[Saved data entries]
//! # music-dl
//!
//! Concurrent music download orchestration for self-hosted library applications.
//!
//! Users queue songs, albums, artists or playlists from pluggable catalogue
//! providers. Every provider is mirrored by redundant instances; each catalogue
//! call races all of a user's instances and keeps the first valid answer.
//! Every queued song becomes a task driven by its own supervisor, which can be
//! cancelled, retried or removed at any point. Saved tracks are tagged and get
//! their cover attached when ffmpeg is available.
//!
//! ## Quick Start
//!
//! ```no_run
//! use std::sync::Arc;
//! use music_dl::{Config, Database, DownloadManager, FsLibrary, ProviderRegistry, UserId};
//!
//! #[tokio::main]
//! async fn main() -> Result<(), Box<dyn std::error::Error>> {
//!     let config = Config::default();
//!     let db = Arc::new(Database::new(&config.persistence.database_path).await?);
//!     let providers = ProviderRegistry::with_defaults(&config, db.clone())?;
//!     let library = Arc::new(FsLibrary::from_config(&config)?);
//!
//!     let manager = DownloadManager::new(config, providers, library).await?;
//!     let found = manager.search(UserId(1), "tidal", "daft punk").await?;
//!     if let Some(album) = found.albums.first() {
//!         manager.add_album(UserId(1), "hifi", &album.id, None).await?;
//!     }
//!
//!     for task in manager.list(UserId(1)).await {
//!         println!("{} {} {}", task.id, task.song_id, task.status);
//!     }
//!     Ok(())
//! }
//! ```

#![warn(missing_docs)]
#![warn(clippy::all)]
#![warn(clippy::unwrap_used)]
#![warn(clippy::expect_used)]

/// Configuration types
pub mod config;
/// Instance directory persistence
pub mod db;
/// Task registry and supervisors (decomposed into focused submodules)
pub mod downloader;
/// Error types
pub mod error;
/// Bounded HTTP fetching
pub mod http;
/// Where downloaded tracks are saved
pub mod library;
/// Normalized catalogue records
#[allow(missing_docs)]
pub mod models;
/// Provider payload normalization
pub mod normalize;
/// Catalogue providers
pub mod provider;
/// First-success instance racing
pub mod resolver;
/// Tag and cover embedding
pub mod tagging;
/// Core types and events
pub mod types;

#[allow(clippy::unwrap_used, clippy::expect_used)]
#[cfg(test)]
pub(crate) mod test_tools;

// Re-export commonly used types
pub use config::Config;
pub use db::Database;
pub use downloader::DownloadManager;
pub use error::{DatabaseError, DownloadError, Error, Result};
pub use http::Fetcher;
pub use library::{FsLibrary, Library};
pub use models::{AlbumData, ArtistData, PlaylistData, SearchData, SongData};
pub use provider::{
    AudioStream, InstanceDirectory, Provider, ProviderRegistry, StaticDirectory,
};
pub use resolver::InstanceResolver;
pub use tagging::Tagger;
pub use types::{DownloadKind, DownloadRequest, Event, Quality, Status, TaskId, TaskInfo, UserId};

/// Run the manager until a termination signal arrives, then shut it down.
///
/// - **Unix:** SIGTERM or SIGINT. A handler that cannot be registered is skipped.
/// - **Windows/other:** Ctrl+C.
///
/// # Example
///
/// ```no_run
/// use music_dl::{DownloadManager, run_with_shutdown};
///
/// async fn serve(manager: DownloadManager) -> music_dl::Result<()> {
///     run_with_shutdown(manager).await
/// }
/// ```
pub async fn run_with_shutdown(manager: DownloadManager) -> Result<()> {
    wait_for_signal().await;
    manager.shutdown().await
}

#[cfg(unix)]
async fn wait_for_signal() {
    use tokio::signal::unix::{Signal, SignalKind, signal};

    async fn next(signal: &mut Option<Signal>) {
        match signal {
            Some(signal) => {
                signal.recv().await;
            }
            None => std::future::pending().await,
        }
    }

    let register = |kind: SignalKind, name: &str| match signal(kind) {
        Ok(signal) => Some(signal),
        Err(e) => {
            tracing::warn!(error = %e, signal = name, "could not register signal handler");
            None
        }
    };
    let mut sigterm = register(SignalKind::terminate(), "SIGTERM");
    let mut sigint = register(SignalKind::interrupt(), "SIGINT");

    if sigterm.is_none() && sigint.is_none() {
        tracing::error!("Could not register any signal handlers, using ctrl_c fallback");
        tokio::signal::ctrl_c().await.ok();
        return;
    }

    tokio::select! {
        _ = next(&mut sigterm) => tracing::info!("Received SIGTERM signal"),
        _ = next(&mut sigint) => tracing::info!("Received SIGINT signal (Ctrl+C)"),
    }
}

#[cfg(not(unix))]
async fn wait_for_signal() {
    match tokio::signal::ctrl_c().await {
        Ok(()) => tracing::info!("Received Ctrl+C signal"),
        Err(e) => tracing::error!(error = %e, "Failed to listen for Ctrl+C signal"),
    }
}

* _Work required_:
All the lines above need to be printed again, exactly.

* _Written response_:
//! # music-dl
//!
//! Concurrent music download orchestration for self-hosted library applications.
//!
//! Users queue songs, albums, artists or playlists from pluggable catalogue
//! providers. Every provider is mirrored by redundant instances; each catalogue
//! call races all of a user's instances and keeps the first valid answer.
//! Every queued song becomes a task driven by its own supervisor, which can be
//! cancelled, retried or removed at any point. Saved tracks are tagged and get
//! their cover attached when ffmpeg is available.
//!
//! ## Quick Start
//!
//! ```no_run
//! use std::sync::Arc;
//! use music_dl::{Config, Database, DownloadManager, FsLibrary, ProviderRegistry, UserId};
//!
//! #[tokio::main]
//! async fn main() -> Result<(), Box<dyn std::error::Error>> {
//!     let config = Config::default();
//!     let db = Arc::new(Database::new(&config.persistence.database_path).await?);
//!     let providers = ProviderRegistry::with_defaults(&config, db.clone())?;
//!     let library = Arc::new(FsLibrary::from_config(&config)?);
//!
//!     let manager = DownloadManager::new(config, providers, library).await?;
//!     let found = manager.search(UserId(1), "tidal", "daft punk").await?;
//!     if let Some(album) = found.albums.first() {
//!         manager.add_album(UserId(1), "hifi", &album.id, None).await?;
//!     }
//!
//!     for task in manager.list(UserId(1)).await {
//!         println!("{} {} {}", task.id, task.song_id, task.status);
//!     }
//!     Ok(())
//! }
//! ```

#![warn(missing_docs)]
#![warn(clippy::all)]
#![warn(clippy::unwrap_used)]
#![warn(clippy::expect_used)]

/// Configuration types
pub mod config;
/// Instance directory persistence
pub mod db;
/// Task registry and supervisors (decomposed into focused submodules)
pub mod downloader;
/// Error types
pub mod error;
/// Bounded HTTP fetching
pub mod http;
/// Where downloaded tracks are saved
pub mod library;
/// Normalized catalogue records
#[allow(missing_docs)]
pub mod models;
/// Provider payload normalization
pub mod normalize;
/// Catalogue providers
pub mod provider;
/// First-success instance racing
pub mod resolver;
/// Tag and cover embedding
pub mod tagging;
/// Core types and events
pub mod types;

#[allow(clippy::unwrap_used, clippy::expect_used)]
#[cfg(test)]
pub(crate) mod test_tools;

// Re-export commonly used types
pub use config::Config;
pub use db::Database;
pub use downloader::DownloadManager;
pub use error::{DatabaseError, DownloadError, Error, Result};
pub use http::Fetcher;
pub use library::{FsLibrary, Library};
pub use models::{AlbumData, ArtistData, PlaylistData, SearchData, SongData};
pub use provider::{
    AudioStream, InstanceDirectory, Provider, ProviderRegistry, StaticDirectory,
};
pub use resolver::InstanceResolver;
pub use tagging::Tagger;
pub use types::{DownloadKind, DownloadRequest, Event, Quality, Status, TaskId, TaskInfo, UserId};

/// Run the manager until a termination signal arrives, then shut it down.
///
/// - **Unix:** SIGTERM or SIGINT. A handler that cannot be registered is skipped.
/// - **Windows/other:** Ctrl+C.
///
/// # Example
///
/// ```no_run
/// use music_dl::{DownloadManager, run_with_shutdown};
///
/// async fn serve(manager: DownloadManager) -> music_dl::Result<()> {
///     run_with_shutdown(manager).await
/// }
/// ```
pub async fn run_with_shutdown(manager: DownloadManager) -> Result<()> {
    wait_for_signal().await;
    manager.shutdown().await
}

#[cfg(unix)]
async fn wait_for_signal() {
    use tokio::signal::unix::{Signal, SignalKind, signal};

    async fn next(signal: &mut Option<Signal>) {
        match signal {
            Some(signal) => {
                signal.recv().await;
            }
            None => std::future::pending().await,
        }
    }

    let register = |kind: SignalKind, name: &str| match signal(kind) {
        Ok(signal) => Some(signal),
        Err(e) => {
            tracing::warn!(error = %e, signal = name, "could not register signal handler");
            None
        }
    };
    let mut sigterm = register(SignalKind::terminate(), "SIGTERM");
    let mut sigint = register(SignalKind::interrupt(), "SIGINT");

    if sigterm.is_none() && sigint.is_none() {
        tracing::error!("Could not register any signal handlers, using ctrl_c fallback");
        tokio::signal::ctrl_c().await.ok();
        return;
    }

    tokio::select! {
        _ = next(&mut sigterm) => tracing::info!("Received SIGTERM signal"),
        _ = next(&mut sigint) => tracing::info!("Received SIGINT signal (Ctrl+C)"),
    }
}

#[cfg(not(unix))]
async fn wait_for_signal() {
    match tokio::signal::ctrl_c().await {
        Ok(()) => tracing::info!("Received Ctrl+C signal"),
        Err(e) => tracing::error!(error = %e, "Failed to listen for Ctrl+C signal"),
    }
}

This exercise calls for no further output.